From the entries below, reproduce exactly the line containing "pub mod protocol;", the line containing "live remaining time is", and every line in between, with nothing added.
═══ Given data ═══
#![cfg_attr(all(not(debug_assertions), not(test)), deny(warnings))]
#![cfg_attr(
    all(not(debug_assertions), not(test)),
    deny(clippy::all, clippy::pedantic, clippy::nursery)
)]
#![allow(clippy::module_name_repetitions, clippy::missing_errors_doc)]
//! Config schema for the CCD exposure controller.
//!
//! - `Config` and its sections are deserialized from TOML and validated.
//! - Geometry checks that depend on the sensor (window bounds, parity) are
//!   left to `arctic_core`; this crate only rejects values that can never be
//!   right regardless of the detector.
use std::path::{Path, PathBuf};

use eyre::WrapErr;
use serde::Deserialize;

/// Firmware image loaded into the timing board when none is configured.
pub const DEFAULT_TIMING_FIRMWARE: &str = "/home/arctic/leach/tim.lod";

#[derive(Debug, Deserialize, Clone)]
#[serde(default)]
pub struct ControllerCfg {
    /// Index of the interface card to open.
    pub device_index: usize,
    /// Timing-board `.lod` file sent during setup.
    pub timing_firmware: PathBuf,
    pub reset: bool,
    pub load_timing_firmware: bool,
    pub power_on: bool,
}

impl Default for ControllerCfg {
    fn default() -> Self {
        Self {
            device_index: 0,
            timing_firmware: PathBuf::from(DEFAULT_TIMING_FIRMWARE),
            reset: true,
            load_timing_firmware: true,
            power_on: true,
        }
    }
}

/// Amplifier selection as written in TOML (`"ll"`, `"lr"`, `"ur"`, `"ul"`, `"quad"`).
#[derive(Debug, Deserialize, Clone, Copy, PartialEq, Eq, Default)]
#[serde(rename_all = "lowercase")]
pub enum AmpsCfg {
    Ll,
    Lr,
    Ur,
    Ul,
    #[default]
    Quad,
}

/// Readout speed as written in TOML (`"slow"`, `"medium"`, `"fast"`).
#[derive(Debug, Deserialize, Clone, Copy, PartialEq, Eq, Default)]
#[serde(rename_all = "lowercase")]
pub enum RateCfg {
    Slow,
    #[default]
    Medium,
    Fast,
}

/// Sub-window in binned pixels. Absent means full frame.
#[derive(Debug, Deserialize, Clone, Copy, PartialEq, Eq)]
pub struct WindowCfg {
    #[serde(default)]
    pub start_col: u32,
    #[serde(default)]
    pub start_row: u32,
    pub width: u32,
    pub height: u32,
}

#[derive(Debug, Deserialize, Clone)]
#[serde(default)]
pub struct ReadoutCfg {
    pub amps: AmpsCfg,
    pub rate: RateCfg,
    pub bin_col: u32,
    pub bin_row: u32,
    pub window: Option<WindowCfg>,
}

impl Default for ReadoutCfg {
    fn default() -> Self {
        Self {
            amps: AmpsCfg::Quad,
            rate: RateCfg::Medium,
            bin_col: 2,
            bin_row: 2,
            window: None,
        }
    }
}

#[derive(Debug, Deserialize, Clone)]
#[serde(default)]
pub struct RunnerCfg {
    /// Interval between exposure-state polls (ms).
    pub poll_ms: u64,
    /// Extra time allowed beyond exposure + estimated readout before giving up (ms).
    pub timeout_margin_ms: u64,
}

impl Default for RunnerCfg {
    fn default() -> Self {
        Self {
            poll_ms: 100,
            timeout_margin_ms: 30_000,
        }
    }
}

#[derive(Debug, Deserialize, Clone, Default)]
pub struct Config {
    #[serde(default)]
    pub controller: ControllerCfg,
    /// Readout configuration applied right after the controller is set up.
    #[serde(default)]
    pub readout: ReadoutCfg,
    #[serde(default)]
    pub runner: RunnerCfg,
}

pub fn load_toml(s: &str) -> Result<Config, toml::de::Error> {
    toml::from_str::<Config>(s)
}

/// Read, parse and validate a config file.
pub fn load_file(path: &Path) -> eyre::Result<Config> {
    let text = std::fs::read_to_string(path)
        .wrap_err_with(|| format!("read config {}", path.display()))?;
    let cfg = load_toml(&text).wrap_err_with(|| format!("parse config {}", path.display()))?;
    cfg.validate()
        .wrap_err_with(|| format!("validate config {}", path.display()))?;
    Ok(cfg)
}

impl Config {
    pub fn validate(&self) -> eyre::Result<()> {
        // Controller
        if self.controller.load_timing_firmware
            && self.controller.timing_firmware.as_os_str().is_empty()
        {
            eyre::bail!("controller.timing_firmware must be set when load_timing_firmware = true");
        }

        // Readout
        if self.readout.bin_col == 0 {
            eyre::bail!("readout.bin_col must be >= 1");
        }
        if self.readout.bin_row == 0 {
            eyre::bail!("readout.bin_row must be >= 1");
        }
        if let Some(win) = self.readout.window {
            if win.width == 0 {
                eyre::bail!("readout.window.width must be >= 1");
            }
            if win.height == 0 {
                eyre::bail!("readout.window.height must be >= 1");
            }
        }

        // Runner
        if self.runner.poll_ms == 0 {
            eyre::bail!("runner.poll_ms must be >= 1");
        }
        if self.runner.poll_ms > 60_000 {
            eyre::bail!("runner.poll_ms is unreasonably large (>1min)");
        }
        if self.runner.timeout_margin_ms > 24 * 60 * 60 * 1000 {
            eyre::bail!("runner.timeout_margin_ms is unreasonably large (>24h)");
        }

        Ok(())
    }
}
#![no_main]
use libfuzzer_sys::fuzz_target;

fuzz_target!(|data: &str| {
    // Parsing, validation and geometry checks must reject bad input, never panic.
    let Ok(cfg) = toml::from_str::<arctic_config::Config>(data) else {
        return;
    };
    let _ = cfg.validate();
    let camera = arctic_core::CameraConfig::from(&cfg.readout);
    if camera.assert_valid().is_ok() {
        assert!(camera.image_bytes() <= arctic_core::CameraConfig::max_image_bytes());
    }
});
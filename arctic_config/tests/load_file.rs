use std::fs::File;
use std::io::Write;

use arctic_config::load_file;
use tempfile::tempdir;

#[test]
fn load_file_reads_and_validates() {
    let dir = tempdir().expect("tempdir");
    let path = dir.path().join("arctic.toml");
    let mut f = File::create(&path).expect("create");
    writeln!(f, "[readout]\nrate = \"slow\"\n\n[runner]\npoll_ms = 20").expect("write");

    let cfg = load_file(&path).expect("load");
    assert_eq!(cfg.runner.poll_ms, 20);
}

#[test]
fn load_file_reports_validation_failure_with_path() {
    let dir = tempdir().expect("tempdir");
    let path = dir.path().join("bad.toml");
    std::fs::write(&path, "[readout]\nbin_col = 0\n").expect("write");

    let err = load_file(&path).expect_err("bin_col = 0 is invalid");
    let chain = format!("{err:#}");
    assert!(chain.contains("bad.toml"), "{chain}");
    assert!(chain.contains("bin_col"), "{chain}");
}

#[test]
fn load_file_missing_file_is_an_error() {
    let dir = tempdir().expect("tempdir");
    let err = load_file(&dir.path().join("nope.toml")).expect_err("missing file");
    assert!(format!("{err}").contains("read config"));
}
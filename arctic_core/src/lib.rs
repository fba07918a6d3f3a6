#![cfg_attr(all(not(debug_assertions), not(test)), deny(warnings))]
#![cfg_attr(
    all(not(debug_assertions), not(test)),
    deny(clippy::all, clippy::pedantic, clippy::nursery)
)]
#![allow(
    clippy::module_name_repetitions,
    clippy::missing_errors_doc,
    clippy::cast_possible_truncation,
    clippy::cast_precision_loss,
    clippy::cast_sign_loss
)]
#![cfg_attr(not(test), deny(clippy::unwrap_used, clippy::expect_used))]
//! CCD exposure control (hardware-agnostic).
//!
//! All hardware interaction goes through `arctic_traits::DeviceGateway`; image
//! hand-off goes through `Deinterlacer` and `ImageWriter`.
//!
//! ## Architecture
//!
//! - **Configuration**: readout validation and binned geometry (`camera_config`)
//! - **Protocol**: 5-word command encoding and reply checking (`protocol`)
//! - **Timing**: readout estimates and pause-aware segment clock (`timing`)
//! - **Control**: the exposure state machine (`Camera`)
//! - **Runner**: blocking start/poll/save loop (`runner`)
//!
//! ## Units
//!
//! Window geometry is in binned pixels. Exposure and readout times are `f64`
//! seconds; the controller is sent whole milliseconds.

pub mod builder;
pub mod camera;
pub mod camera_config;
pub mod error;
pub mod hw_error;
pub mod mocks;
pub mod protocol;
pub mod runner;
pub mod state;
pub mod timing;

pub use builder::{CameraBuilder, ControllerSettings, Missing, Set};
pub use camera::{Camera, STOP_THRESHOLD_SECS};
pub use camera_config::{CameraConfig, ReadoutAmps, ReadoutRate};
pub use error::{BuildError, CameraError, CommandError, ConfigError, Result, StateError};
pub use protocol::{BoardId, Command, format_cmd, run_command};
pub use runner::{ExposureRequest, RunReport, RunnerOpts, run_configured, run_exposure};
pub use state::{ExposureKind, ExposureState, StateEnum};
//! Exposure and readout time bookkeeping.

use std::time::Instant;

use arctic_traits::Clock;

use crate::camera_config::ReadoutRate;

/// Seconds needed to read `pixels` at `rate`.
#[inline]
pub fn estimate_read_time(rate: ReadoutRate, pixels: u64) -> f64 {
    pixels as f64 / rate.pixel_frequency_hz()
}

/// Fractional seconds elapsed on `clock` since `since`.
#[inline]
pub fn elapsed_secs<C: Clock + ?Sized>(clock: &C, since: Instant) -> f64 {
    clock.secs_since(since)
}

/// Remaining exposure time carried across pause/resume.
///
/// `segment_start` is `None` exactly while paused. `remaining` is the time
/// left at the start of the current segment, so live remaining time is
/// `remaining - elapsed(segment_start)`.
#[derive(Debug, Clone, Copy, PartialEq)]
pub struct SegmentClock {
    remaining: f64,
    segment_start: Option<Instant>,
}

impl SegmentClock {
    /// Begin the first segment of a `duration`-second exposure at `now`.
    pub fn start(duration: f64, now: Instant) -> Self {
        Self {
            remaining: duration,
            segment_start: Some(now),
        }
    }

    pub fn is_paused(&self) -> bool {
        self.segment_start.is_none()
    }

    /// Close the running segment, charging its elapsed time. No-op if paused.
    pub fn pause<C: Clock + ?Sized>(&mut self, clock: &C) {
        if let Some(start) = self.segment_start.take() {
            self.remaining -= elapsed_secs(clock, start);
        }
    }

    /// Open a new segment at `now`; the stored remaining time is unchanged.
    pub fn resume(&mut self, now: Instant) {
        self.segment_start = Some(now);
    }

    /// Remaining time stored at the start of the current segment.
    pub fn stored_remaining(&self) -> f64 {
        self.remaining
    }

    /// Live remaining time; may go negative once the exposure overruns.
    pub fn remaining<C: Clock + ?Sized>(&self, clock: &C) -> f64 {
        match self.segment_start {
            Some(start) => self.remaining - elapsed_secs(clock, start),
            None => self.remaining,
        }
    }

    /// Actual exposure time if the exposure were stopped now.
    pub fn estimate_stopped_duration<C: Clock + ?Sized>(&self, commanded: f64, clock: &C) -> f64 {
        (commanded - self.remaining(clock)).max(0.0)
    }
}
═══
• Expected output:
pub mod protocol;
pub mod runner;
pub mod state;
pub mod timing;

pub use builder::{CameraBuilder, ControllerSettings, Missing, Set};
pub use camera::{Camera, STOP_THRESHOLD_SECS};
pub use camera_config::{CameraConfig, ReadoutAmps, ReadoutRate};
pub use error::{BuildError, CameraError, CommandError, ConfigError, Result, StateError};
pub use protocol::{BoardId, Command, format_cmd, run_command};
pub use runner::{ExposureRequest, RunReport, RunnerOpts, run_configured, run_exposure};
pub use state::{ExposureKind, ExposureState, StateEnum};
//! Exposure and readout time bookkeeping.

use std::time::Instant;

use arctic_traits::Clock;

use crate::camera_config::ReadoutRate;

/// Seconds needed to read `pixels` at `rate`.
#[inline]
pub fn estimate_read_time(rate: ReadoutRate, pixels: u64) -> f64 {
    pixels as f64 / rate.pixel_frequency_hz()
}

/// Fractional seconds elapsed on `clock` since `since`.
#[inline]
pub fn elapsed_secs<C: Clock + ?Sized>(clock: &C, since: Instant) -> f64 {
    clock.secs_since(since)
}

/// Remaining exposure time carried across pause/resume.
///
/// `segment_start` is `None` exactly while paused. `remaining` is the time
/// left at the start of the current segment, so live remaining time is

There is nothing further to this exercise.